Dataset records

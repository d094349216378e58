//! Dedup key generator for alerts
//!
//! At most one unacknowledged alert exists per key. The key is built from
//! the alert subject and type:
//! - device alerts: `device|<rackId>|<TYPE>`
//! - slot alerts:   `slot|<rackId>|<slotId>|<ingredient>|<userId>|<TYPE>`
//!
//! Ingredient names are compared trimmed and case-insensitively. Each
//! component is escaped so that a `|` inside an identifier cannot make two
//! different subjects collide.

use crate::model::{AlertSubject, AlertType};

/// Deterministic dedup key for an alert subject and type.
pub fn alert_key(subject: &AlertSubject, alert_type: AlertType) -> String {
    let mut parts: Vec<String> = Vec::with_capacity(6);
    match subject {
        AlertSubject::Device { device_id } => {
            parts.push("device".to_string());
            parts.push(escape(device_id));
        }
        AlertSubject::Slot {
            device_id,
            slot_id,
            ingredient,
            user_id,
        } => {
            parts.push("slot".to_string());
            parts.push(escape(device_id));
            parts.push(escape(slot_id));
            parts.push(escape(&normalize_ingredient(ingredient)));
            parts.push(escape(user_id));
        }
    }
    parts.push(alert_type.as_str().to_string());
    parts.join("|")
}

/// Trimmed, lowercased ingredient name.
pub fn normalize_ingredient(ingredient: &str) -> String {
    ingredient.trim().to_lowercase()
}

fn escape(component: &str) -> String {
    component.replace('\\', "\\\\").replace('|', "\\|")
}
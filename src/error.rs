//! 错误类型 - 摄取链路的错误分类
//!
//! 没有任何错误会冒泡到传输层：每条消息是独立的工作单元，
//! 失败只通过日志可见。

use thiserror::Error;

/// 协作存储（设备注册表、日志库、告警库等）的失败
#[derive(Debug, Error)]
pub enum StoreError {
    /// 存储暂时不可用
    #[error("store unavailable: {0}")]
    Unavailable(String),

    #[error("io error: {0}")]
    Io(#[from] std::io::Error),

    #[error("serialization error: {0}")]
    Serialization(#[from] serde_json::Error),
}

pub type StoreResult<T> = Result<T, StoreError>;

/// 单条遥测消息处理失败的分类
#[derive(Debug, Error)]
pub enum IngestError {
    /// 设备未注册：丢弃并告警日志
    #[error("device not registered: {0}")]
    UnknownDevice(String),

    /// 载荷无法解析：丢弃并告警日志
    #[error("malformed payload: {0}")]
    MalformedPayload(String),

    /// 持久化失败：保留原状态，不在本条消息内重试
    #[error("persistence failure during {step}: {source}")]
    Persistence {
        step: &'static str,
        #[source]
        source: StoreError,
    },

    /// 通知失败：吞掉，不影响摄取
    #[error("notification failure: {0}")]
    Notification(String),
}

impl IngestError {
    pub fn persistence(step: &'static str, source: StoreError) -> Self {
        Self::Persistence { step, source }
    }
}

pub type IngestResult<T> = Result<T, IngestError>;

/// 传输边界的解码失败（主题或载荷）
#[derive(Debug, Error, PartialEq)]
pub enum IngressError {
    #[error("invalid topic: {0}")]
    InvalidTopic(String),

    #[error("malformed payload: {0}")]
    MalformedPayload(String),
}

impl From<IngressError> for IngestError {
    fn from(err: IngressError) -> Self {
        IngestError::MalformedPayload(err.to_string())
    }
}
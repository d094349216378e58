//! Ingress - MQTT transport and frame decoding
//!
//! Topic shape is `<namespace>/<deviceId>/<kind>`. Frames are decoded into
//! a [`TelemetryMessage`] here; malformed frames never reach the pipeline.

pub mod dispatch;
pub mod message;
pub mod mqtt;
pub mod topic;

pub use dispatch::DeviceLanes;
pub use message::{
    CommandExchange, CommandResponse, Heartbeat, SlotReading, TelemetryMessage,
};
pub use mqtt::run_mqtt_ingress;
pub use topic::{parse_topic, MessageKind, ParsedTopic};

use crate::error::IngressError;

/// Parse the topic, check it belongs to `namespace`, and decode the payload.
pub fn route_frame(
    namespace: &str,
    topic: &str,
    payload: &[u8],
) -> Result<TelemetryMessage, IngressError> {
    let parsed = parse_topic(topic)?;
    if parsed.namespace != namespace {
        return Err(IngressError::InvalidTopic(format!(
            "topic namespace '{}' is not '{}'",
            parsed.namespace, namespace
        )));
    }
    TelemetryMessage::decode(&parsed, payload)
}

__Task description__: Extract every entry above as it appears.

__Solution for this exercise__:
repository d094349216378e58
//! Dedup key generator for alerts
//!
//! At most one unacknowledged alert exists per key. The key is built from
//! the alert subject and type:
//! - device alerts: `device|<rackId>|<TYPE>`
//! - slot alerts:   `slot|<rackId>|<slotId>|<ingredient>|<userId>|<TYPE>`
//!
//! Ingredient names are compared trimmed and case-insensitively. Each
//! component is escaped so that a `|` inside an identifier cannot make two
//! different subjects collide.

use crate::model::{AlertSubject, AlertType};

/// Deterministic dedup key for an alert subject and type.
pub fn alert_key(subject: &AlertSubject, alert_type: AlertType) -> String {
    let mut parts: Vec<String> = Vec::with_capacity(6);
    match subject {
        AlertSubject::Device { device_id } => {
            parts.push("device".to_string());
            parts.push(escape(device_id));
        }
        AlertSubject::Slot {
            device_id,
            slot_id,
            ingredient,
            user_id,
        } => {
            parts.push("slot".to_string());
            parts.push(escape(device_id));
            parts.push(escape(slot_id));
            parts.push(escape(&normalize_ingredient(ingredient)));
            parts.push(escape(user_id));
        }
    }
    parts.push(alert_type.as_str().to_string());
    parts.join("|")
}

/// Trimmed, lowercased ingredient name.
pub fn normalize_ingredient(ingredient: &str) -> String {
    ingredient.trim().to_lowercase()
}

fn escape(component: &str) -> String {
    component.replace('\\', "\\\\").replace('|', "\\|")
}
filename src/error.rs
//! 错误类型 - 摄取链路的错误分类
//!
//! 没有任何错误会冒泡到传输层：每条消息是独立的工作单元，
//! 失败只通过日志可见。

use thiserror::Error;

/// 协作存储（设备注册表、日志库、告警库等）的失败
#[derive(Debug, Error)]
pub enum StoreError {
    /// 存储暂时不可用
    #[error("store unavailable: {0}")]
    Unavailable(String),

    #[error("io error: {0}")]
    Io(#[from] std::io::Error),

    #[error("serialization error: {0}")]
    Serialization(#[from] serde_json::Error),
}

pub type StoreResult<T> = Result<T, StoreError>;

/// 单条遥测消息处理失败的分类
#[derive(Debug, Error)]
pub enum IngestError {
    /// 设备未注册：丢弃并告警日志
    #[error("device not registered: {0}")]
    UnknownDevice(String),

    /// 载荷无法解析：丢弃并告警日志
    #[error("malformed payload: {0}")]
    MalformedPayload(String),

    /// 持久化失败：保留原状态，不在本条消息内重试
    #[error("persistence failure during {step}: {source}")]
    Persistence {
        step: &'static str,
        #[source]
        source: StoreError,
    },

    /// 通知失败：吞掉，不影响摄取
    #[error("notification failure: {0}")]
    Notification(String),
}

impl IngestError {
    pub fn persistence(step: &'static str, source: StoreError) -> Self {
        Self::Persistence { step, source }
    }
}

pub type IngestResult<T> = Result<T, IngestError>;

/// 传输边界的解码失败（主题或载荷）
#[derive(Debug, Error, PartialEq)]
pub enum IngressError {
    #[error("invalid topic: {0}")]
    InvalidTopic(String),

    #[error("malformed payload: {0}")]
    MalformedPayload(String),
}

impl From<IngressError> for IngestError {
    fn from(err: IngressError) -> Self {
        IngestError::MalformedPayload(err.to_string())
    }
}
repository d094349216378e58
//! Ingress - MQTT transport and frame decoding
//!
//! Topic shape is `<namespace>/<deviceId>/<kind>`. Frames are decoded into
//! a [`TelemetryMessage`] here; malformed frames never reach the pipeline.

pub mod dispatch;
pub mod message;
pub mod mqtt;
pub mod topic;

pub use dispatch::DeviceLanes;
pub use message::{
    CommandExchange, CommandResponse, Heartbeat, SlotReading, TelemetryMessage,
};
pub use mqtt::run_mqtt_ingress;
pub use topic::{parse_topic, MessageKind, ParsedTopic};

use crate::error::IngressError;

/// Parse the topic, check it belongs to `namespace`, and decode the payload.
pub fn route_frame(
    namespace: &str,
    topic: &str,
    payload: &[u8],
) -> Result<TelemetryMessage, IngressError> {
    let parsed = parse_topic(topic)?;
    if parsed.namespace != namespace {
        return Err(IngressError::InvalidTopic(format!(
            "topic namespace '{}' is not '{}'",
            parsed.namespace, namespace
        )));
    }
    TelemetryMessage::decode(&parsed, payload)
}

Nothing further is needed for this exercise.